それについては、「SNSとかで感じているんですけど、若い人や男性がずいぶんと『料理って意外とやればできるんだな』と思ってくれているみたいですね。そういうふうに暮らしの中に料理が入っていくのは、当たり前のことやと思うんですけど、それを仕事などのせいにしていたりしてなかなか実現できなかった。そうやって、ストレス解消に味の濃いものを食べていたのが、自分で料理するようになって、普通のおいしいものが思い出されて、体の調子も良くなって。おまけに、適当に運動もできるし、家族と過ごせるし、そんな中で、未来に対して自分のペースや生き方というのに気づいた人も多いんじゃないかと思います」と、生活全体にプラスになっていることを指摘した。
■料理へのハードルを上げすぎている
SNSといえば、土井氏が自身のTwitterで行っている「教えて土井善晴先生!!」が話題となった。一般ユーザーからの料理についての質問に返信したのがきっかけで、「教えて土井善晴先生!! ってええなあ」と、次々に答えていくようになった。
「味噌汁にこれだけ入れたらあかん!ってもんはあります?」に対して「おいしく食べられるケーキ」など、ひと言で破壊力のあるユニークな回答が反響を呼んでいるが、「答えたくなるような質問やったらいつでも答えようと思うんですけど、そのタイミングですよね。ふと聞かれてパッと答えるのがいいんだと思います」という意識だそうだ。

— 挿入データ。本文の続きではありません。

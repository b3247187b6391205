use super::{Query, QueryBase, decode, fetch_loaded};
use crate::error::{PersistError, PersistResult};
use crate::loader::ROOT_ALIAS;
use crate::schema::Entity;
use crate::session::Session;
use crate::statement::{Filters, SqlWriter, quote};
use crate::value::Value;
use async_trait::async_trait;
use serde_json::Value as Json;

/// 按等值条件取第一条匹配记录
pub struct GetOne<E> {
    base: QueryBase<E>,
    filters: Filters,
    loads: Vec<String>,
    lock_for_update: bool,
}

impl<E: Entity> GetOne<E> {
    pub(super) fn new(base: QueryBase<E>, filters: Filters) -> Self {
        Self {
            base,
            filters,
            loads: Vec::new(),
            lock_for_update: false,
        }
    }

    pub fn filter(mut self, column: impl Into<String>, value: impl Into<Value>) -> Self {
        self.filters.add(column, value);
        self
    }

    /// 预加载关系：关系名或点分路径，未知名称被忽略
    pub fn load(mut self, name: impl Into<String>) -> Self {
        self.loads.push(name.into());
        self
    }

    pub fn loads<I, S>(mut self, names: I) -> Self
    where
        I: IntoIterator<Item = S>,
        S: Into<String>,
    {
        self.loads.extend(names.into_iter().map(Into::into));
        self
    }

    /// `SELECT ... FOR UPDATE`；不支持行锁的方言下忽略
    pub fn lock_for_update(mut self, lock: bool) -> Self {
        self.lock_for_update = lock;
        self
    }
}

#[async_trait]
impl<E: Entity> Query for GetOne<E> {
    type Output = Option<E>;

    async fn execute(&self, session: &mut dyn Session) -> PersistResult<Option<E>> {
        let schema = self.base.schema()?;
        let filters = self.filters.checked(schema)?;
        let plan = self.base.plan(&self.loads)?;

        let mut w = plan.select();
        w.where_eq(Some(ROOT_ALIAS), &filters).push(" LIMIT 1");
        if self.lock_for_update && session.dialect().supports_row_locks() {
            w.push(&format!(" FOR UPDATE OF {}", quote(ROOT_ALIAS)));
        }

        let rows = fetch_loaded(session, &plan, w.finish()).await?;
        rows.into_iter().next().map(decode).transpose()
    }
}

/// `SELECT EXISTS(...)`，至少需要一个非空条件
pub struct Exists<E> {
    base: QueryBase<E>,
    filters: Filters,
}

impl<E: Entity> Exists<E> {
    pub(super) fn new(base: QueryBase<E>, filters: Filters) -> Self {
        Self { base, filters }
    }
}

#[async_trait]
impl<E: Entity> Query for Exists<E> {
    type Output = bool;

    async fn execute(&self, session: &mut dyn Session) -> PersistResult<bool> {
        if self.filters.is_empty() {
            return Err(PersistError::precondition(
                "at least one identifier must be provided",
            ));
        }
        let schema = self.base.schema()?;
        let filters = self.filters.checked(schema)?;

        let mut w = SqlWriter::new(format!(
            "SELECT EXISTS(SELECT 1 FROM {} AS {}",
            quote(schema.table()),
            quote(ROOT_ALIAS)
        ));
        w.where_eq(Some(ROOT_ALIAS), &filters)
            .push(&format!(") AS {}", quote("present")));

        let rows = session.fetch_all(&w.finish()).await?;
        let present = match rows.first().and_then(|r| r.get("present")) {
            Some(Json::Bool(b)) => *b,
            Some(Json::Number(n)) => n.as_i64().unwrap_or_default() != 0,
            _ => false,
        };
        Ok(present)
    }
}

そんな中でも、子供が料理を食べてくれずに悩んでいる母親からの声には、「ちょっと頑張りすぎてるように思います。子供はあまり手や味を加えたもんより、シンプルなもんが好きです。いいお味噌買って、野菜と油揚げや鶏肉いれて味噌汁作ってあげてください。大丈夫やよ」と、温かい言葉で優しくアドバイスすることも。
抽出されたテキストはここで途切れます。